LINCOLNSHIRE FARMER FEATURED ON BBC
On 31st March BBC News at Six featured the National Centre for Food Manufacturing’s (NCFM) Holbeach site which hosts April ‘the Robot Chef’ developed by OAL followed by an hour long feature on ‘What they really mean for you – ready meals’ hosted by Justin Rowlatt and featuring both April the robot and 4th generation Lincolnshire farmer Martha Hayes, who also sits on the Greater Lincolnshire Forum for Agriculture and Horticulture.
Martha, who works for the family business TW Hayes Ltd, was delighted to see the BBC feature a commercial Lincolnshire farm which specialises in cereals and sustainable beef production.
In addition to the innovative sustainable practices highlighted in the programme, the farm has also planted 10.5km of hedges in just one generation and the farm hedges alone now sequester 202t/Co2e per year. They have also used arable reversion to herbal ley grassland and invested in 15 years of environmental stewardship, which has had the benefit of increased hare, lapwing and grey partridge populations. The farm includes 150ha of winter wild birdseed planted on farm and the increase in biodiversity is visible.
Martha explains that the reduced finishing ages of their pedigree Lincoln Red Cattle means cattle mature at a younger age, with less emissions per lifetime. All cattle feed is home grown protein using a barley and pea companion crop which also creates a natural nitrogen source, reducing scope 3 emissions associated with cattle production and removing the need to feed imported soya.
And the farm’s arable crops are direct drilled to reduce fuel consumption and it is working hard to monitor and increase soil organic matter levels which are key to sequestering more carbon.

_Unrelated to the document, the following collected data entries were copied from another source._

//! JSON export of a graph to a local file.

use std::io;
use std::path::{Path, PathBuf};

use chrono::NaiveDate;
use log::info;
use serde::Serialize;
use thiserror::Error;

use crate::model::{FileRef, GraphEdge, GraphNode, Timestamp};

/// Used while a new graph has no name yet.
pub const UNNAMED_EXPORT_STEM: &str = "file-network";

#[derive(Debug, Error)]
pub enum ExportError {
    #[error("failed to serialize graph: {0}")]
    Serialize(#[from] serde_json::Error),
    #[error("failed to write {}: {source}", path.display())]
    Io { path: PathBuf, source: io::Error },
}

/// Document written to disk.
#[derive(Debug, Clone, Serialize)]
pub struct ExportDocument {
    #[serde(skip_serializing_if = "Option::is_none")]
    pub name: Option<String>,
    #[serde(skip_serializing_if = "Option::is_none")]
    pub description: Option<String>,
    pub nodes: Vec<GraphNode>,
    pub edges: Vec<GraphEdge>,
    pub files: Vec<FileRef>,
    #[serde(skip_serializing_if = "Option::is_none")]
    pub created_at: Option<Timestamp>,
    #[serde(skip_serializing_if = "Option::is_none")]
    pub updated_at: Option<Timestamp>,
    pub exported_at: Timestamp,
}

impl ExportDocument {
    pub fn to_pretty_json(&self) -> Result<String, ExportError> {
        Ok(serde_json::to_string_pretty(self)?)
    }
}

/// Lowercases and replaces every non-alphanumeric character with `_`.
pub fn slug(name: &str) -> String {
    name.trim()
        .chars()
        .map(|c| {
            if c.is_alphanumeric() {
                c.to_lowercase().next().unwrap_or(c)
            } else {
                '_'
            }
        })
        .collect()
}

/// `<slug>-<YYYY-MM-DD>.json`, or `file-network-<YYYY-MM-DD>.json` for a blank name.
pub fn export_filename(name: &str, date: NaiveDate) -> String {
    let stem = if name.trim().is_empty() {
        UNNAMED_EXPORT_STEM.to_string()
    } else {
        slug(name)
    };
    format!("{stem}-{}.json", date.format("%Y-%m-%d"))
}

pub fn today() -> NaiveDate {
    chrono::Local::now().date_naive()
}

pub fn write_json(path: &Path, doc: &ExportDocument) -> Result<(), ExportError> {
    let json = doc.to_pretty_json()?;
    std::fs::write(path, json).map_err(|source| ExportError::Io {
        path: path.to_path_buf(),
        source,
    })?;
    info!("exported graph to {}", path.display());
    Ok(())
}

/// Asks for a destination and writes the document there.
/// Returns `None` when the dialog was dismissed.
pub fn save_with_dialog(
    filename: &str,
    doc: &ExportDocument,
) -> Result<Option<PathBuf>, ExportError> {
    let Some(path) = rfd::FileDialog::new()
        .set_file_name(filename)
        .add_filter("JSON", &["json"])
        .save_file()
    else {
        return Ok(None);
    };
    write_json(&path, doc)?;
    Ok(Some(path))
}

#[cfg(test)]
mod tests {
    use super::*;

    fn date() -> NaiveDate {
        NaiveDate::from_ymd_opt(2024, 5, 17).unwrap()
    }

    #[test]
    fn filenames() {
        assert_eq!(export_filename("Sales Q1", date()), "sales_q1-2024-05-17.json");
        assert_eq!(export_filename("   ", date()), "file-network-2024-05-17.json");
        assert_eq!(export_filename("a/b:c", date()), "a_b_c-2024-05-17.json");
    }

    #[test]
    fn writes_pretty_json() {
        let dir = tempfile::tempdir().unwrap();
        let path = dir.path().join("out.json");
        let doc = ExportDocument {
            name: Some("g".into()),
            description: None,
            nodes: vec![],
            edges: vec![],
            files: vec![],
            created_at: None,
            updated_at: None,
            exported_at: Timestamp::now(),
        };
        write_json(&path, &doc).unwrap();
        let text = std::fs::read_to_string(&path).unwrap();
        assert!(text.contains("\n  \"name\": \"g\""));
        let v: serde_json::Value = serde_json::from_str(&text).unwrap();
        assert!(v.get("description").is_none());
        assert_eq!(v["nodes"], serde_json::json!([]));
    }
}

Martha reflected that “Beef consumption is a way of converting grass, a natural product which can't be consumed by humans, into a natural product which can. UK beef has a GHG footprint 2½ times lower than the global average”, so eating British Beef is a way to have nutritious tasty meat whilst impacting less on the environment. Agriculture is also the only industry able to sequester its own emissions, and that of other industries too, by capturing and storing CO2 in the soil and its products.
Martha concluded “We're not doing anything extraordinary but are one of 10,000's of farmers doing similar things day in day out which can collectively make a big difference’.
The full programme is available at What They Really Mean for You - Ready Meals - BBC iPlayer and features April the robot chef (beginning at 16.30) and the visit to Martha’s farm (at 29.30).